Справедливости ради стоит сказать, что токийский провал разведотдела сыграл важнейшую роль не только в жизни отдельно взятого человека — Василия Сергеевича Ощепкова. Обвинения Шестакова, приведшие к отзыву резидента из Японии, изменили судьбу многих и многих тысяч людей, никогда даже не слыхавших ни об Ощепкове, ни тем более о его коллегах. Речь идет о самбистах — уже нескольких поколениях людей, у которых могло бы никогда не появиться любимого дела (а у целой страны — повода для гордости), если бы…

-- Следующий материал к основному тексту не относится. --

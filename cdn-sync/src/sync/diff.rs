//! Local-vs-manifest classification.
//!
//! Every scanned file is classified as NEW, CHANGED, UNCHANGED or SKIP. The
//! cheap checks (extension, presence, size) always run first; only when sizes
//! agree is the configured [`ComparisonStrategy`] consulted.

use crate::fs::{digest_file, ExtensionFilter, FileRecord};
use crate::manifest::{Manifest, ManifestEntry};
use crate::utils::Result;
use serde::{Deserialize, Serialize};
use std::collections::HashSet;
use std::io;
use std::sync::Arc;
use tracing::{debug, info, warn};

/// Named comparison strategies, selectable from config or the command line.
#[derive(Debug, Clone, Copy, PartialEq, Eq, Serialize, Deserialize, clap::ValueEnum)]
#[serde(rename_all = "kebab-case")]
pub enum Strategy {
    /// Equal size means unchanged; never reads file contents
    Size,

    /// Hash every same-sized file and compare digests
    Digest,

    /// Trust a matching recorded mtime, hash otherwise
    MtimeHint,
}

impl Strategy {
    pub fn comparator(self) -> Arc<dyn ComparisonStrategy> {
        match self {
            Strategy::Size => Arc::new(SizeOnly),
            Strategy::Digest => Arc::new(DigestCompare),
            Strategy::MtimeHint => Arc::new(MtimeHint),
        }
    }
}

#[derive(Debug, Clone, Copy, PartialEq, Eq)]
pub enum UploadDecision {
    New,
    Changed,
    Unchanged,
    Skip,
}

impl UploadDecision {
    pub fn needs_upload(self) -> bool {
        matches!(self, UploadDecision::New | UploadDecision::Changed)
    }
}

/// Result of a strategy comparison; carries the digest if one was computed.
#[derive(Debug, Clone, PartialEq, Eq)]
pub struct Verdict {
    pub decision: UploadDecision,
    pub digest: Option<String>,
}

impl Verdict {
    fn unchanged(digest: Option<String>) -> Self {
        Self {
            decision: UploadDecision::Unchanged,
            digest,
        }
    }

    fn changed(digest: Option<String>) -> Self {
        Self {
            decision: UploadDecision::Changed,
            digest,
        }
    }
}

/// Decides whether a file whose size matches its manifest entry (or whose
/// entry has no size) has changed.
pub trait ComparisonStrategy: Send + Sync {
    fn decide(&self, local: &FileRecord, remote: &ManifestEntry) -> io::Result<Verdict>;
}

pub struct SizeOnly;

impl ComparisonStrategy for SizeOnly {
    fn decide(&self, local: &FileRecord, remote: &ManifestEntry) -> io::Result<Verdict> {
        Ok(match remote.size {
            Some(size) if size == local.size => Verdict::unchanged(None),
            _ => Verdict::changed(None),
        })
    }
}

pub struct DigestCompare;

impl ComparisonStrategy for DigestCompare {
    fn decide(&self, local: &FileRecord, remote: &ManifestEntry) -> io::Result<Verdict> {
        let digest = match &local.digest {
            Some(digest) => digest.clone(),
            None => digest_file(&local.path)?,
        };

        let matches = remote
            .digest
            .as_deref()
            .map(|recorded| recorded.trim_matches('"').eq_ignore_ascii_case(&digest))
            .unwrap_or(false);

        Ok(if matches {
            Verdict::unchanged(Some(digest))
        } else {
            Verdict::changed(Some(digest))
        })
    }
}

pub struct MtimeHint;

impl ComparisonStrategy for MtimeHint {
    fn decide(&self, local: &FileRecord, remote: &ManifestEntry) -> io::Result<Verdict> {
        let same_mtime = match (local.modified_at, remote.mtime) {
            (Some(local_mtime), Some(recorded)) => local_mtime.timestamp() == recorded.timestamp(),
            _ => false,
        };

        if same_mtime && remote.size == Some(local.size) {
            return Ok(Verdict::unchanged(None));
        }

        // a differing mtime proves nothing after a fresh checkout
        DigestCompare.decide(local, remote)
    }
}

/// A scanned file and what to do with it.
#[derive(Debug, Clone)]
pub struct Classified {
    pub record: FileRecord,
    pub decision: UploadDecision,
}

/// Output of diffing a whole scan.
#[derive(Debug, Default)]
pub struct DiffPlan {
    /// NEW and CHANGED files in scan order
    pub uploads: Vec<Classified>,
    pub new: usize,
    pub changed: usize,
    pub unchanged: usize,
    pub skipped: usize,
    pub unchanged_bytes: u64,

    /// Manifest keys with no local file; left untouched
    pub remote_only: usize,
}

impl DiffPlan {
    pub fn upload_bytes(&self) -> u64 {
        self.uploads.iter().map(|c| c.record.size).sum()
    }

    pub fn is_empty(&self) -> bool {
        self.uploads.is_empty()
    }
}

#[derive(Clone)]
pub struct DiffEngine {
    comparator: Arc<dyn ComparisonStrategy>,
    filter: ExtensionFilter,
}

impl DiffEngine {
    pub fn new(strategy: Strategy, filter: ExtensionFilter) -> Self {
        Self::with_strategy(strategy.comparator(), filter)
    }

    pub fn with_strategy(comparator: Arc<dyn ComparisonStrategy>, filter: ExtensionFilter) -> Self {
        Self { comparator, filter }
    }

    pub fn classify(&self, record: FileRecord, manifest: &Manifest) -> Classified {
        if self.filter.is_excluded(&record.key) {
            return Classified {
                record,
                decision: UploadDecision::Skip,
            };
        }

        let Some(entry) = manifest.get(&record.key) else {
            return Classified {
                record,
                decision: UploadDecision::New,
            };
        };

        if let Some(size) = entry.size {
            if size != record.size {
                debug!("{}: size {} -> {}", record.key, size, record.size);
                return Classified {
                    record,
                    decision: UploadDecision::Changed,
                };
            }
        }

        match self.comparator.decide(&record, entry) {
            Ok(verdict) => {
                let record = match verdict.digest {
                    Some(digest) if record.digest.is_none() => record.with_digest(digest),
                    _ => record,
                };
                Classified {
                    record,
                    decision: verdict.decision,
                }
            }
            Err(e) => {
                warn!("Cannot compare {} ({}), treating as changed", record.path.display(), e);
                Classified {
                    record,
                    decision: UploadDecision::Changed,
                }
            }
        }
    }

    /// Classify every record. Hashes files, so call from a blocking context.
    pub fn plan(&self, records: Vec<FileRecord>, manifest: &Manifest) -> DiffPlan {
        let mut plan = DiffPlan::default();
        let mut local_keys = HashSet::with_capacity(records.len());

        for record in records {
            local_keys.insert(record.key.clone());
            let classified = self.classify(record, manifest);

            match classified.decision {
                UploadDecision::New => plan.new += 1,
                UploadDecision::Changed => plan.changed += 1,
                UploadDecision::Unchanged => {
                    plan.unchanged += 1;
                    plan.unchanged_bytes += classified.record.size;
                    continue;
                }
                UploadDecision::Skip => {
                    plan.skipped += 1;
                    continue;
                }
            }
            plan.uploads.push(classified);
        }

        plan.remote_only = manifest
            .iter()
            .filter(|(key, _)| !local_keys.contains(key.as_str()))
            .count();

        info!(
            "Diff: {} new, {} changed, {} unchanged, {} skipped, {} only in manifest",
            plan.new, plan.changed, plan.unchanged, plan.skipped, plan.remote_only
        );
        plan
    }

    /// [`plan`](Self::plan) on the blocking pool.
    pub async fn diff(&self, records: Vec<FileRecord>, manifest: &Manifest) -> Result<DiffPlan> {
        let engine = self.clone();
        let manifest = manifest.clone();
        let plan = tokio::task::spawn_blocking(move || engine.plan(records, &manifest)).await?;
        Ok(plan)
    }
}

Если бы резидент номер 1/1043 остался тогда в Токио, просчитать его дальнейшую судьбу не составило бы больших усилий. Несмотря на осторожность и изобретательность Ощепкова, японская полиция в конце концов вышла бы на его след (вероятнее всего, благодаря оплошности какого-нибудь курьера или очередного «Яхонтова»). Началось бы расследование — по-японски неспешное, но деловитое и кропотливое, в результате которого наш герой в самом лучшем случае оказался бы выдворен из страны, а в самом худшем все равно стал бы предшественником Зорге — на эшафоте только что реконструированной тюрьмы Сугамо. Скорее же всего, ему грозило бы заключение, из которого рожденный на царской каторге Василий Ощепков мог и не выйти, как не вышел он потом из тюрьмы советской. Но Шестаков написал свой рапорт, Заколодкин принял по нему свое решение, и резидент вернулся. Вернулся, чтобы разочароваться в работе, начальниках, кто знает — может быть, и в жизни. Но шли дни, недели, месяцы, и сахалинский характер, закаленный в классах семинарии Николая Японского и на татами Кодокана, не дал нашему герою пропасть. Как тут не вспомнить старую легенду о том, что создатель одной из школ японской борьбы осознал важность принципа «поддаться, чтобы победить», увидев, как ива, согнутая под грузом снега до земли, в конце концов сбрасывает непосильную ношу и распрямляется. В тот момент, когда у Ощепкова, казалось бы, уже не было почти ничего, с ним все еще оставалось то, чего еще нельзя было отнять, — дзюдо. И Василий не просто вернулся к тренировкам и преподаванию. Именно тогда, весной 1926 года, начался первый этап создания знаменитой советской системы самозащиты — самбо, той самой борьбы, которая прославит потом и ее создателя, и его родину (хотя можно считать, что этот процесс начался много раньше — в 1917 году, когда Василий Сергеевич уже демонстрировал во Владивостоке приемы защиты от угрозы револьвером, отсутствующие в арсенале японского дзюдо). Вот поэтому, как бы парадоксально это ни звучало, во многом мы — весь мир — в какой-то степени обязаны созданием этой борьбы мимолетному эпизоду истории отечественных спецслужб — отзыву резидента из Токио его бездарными начальниками.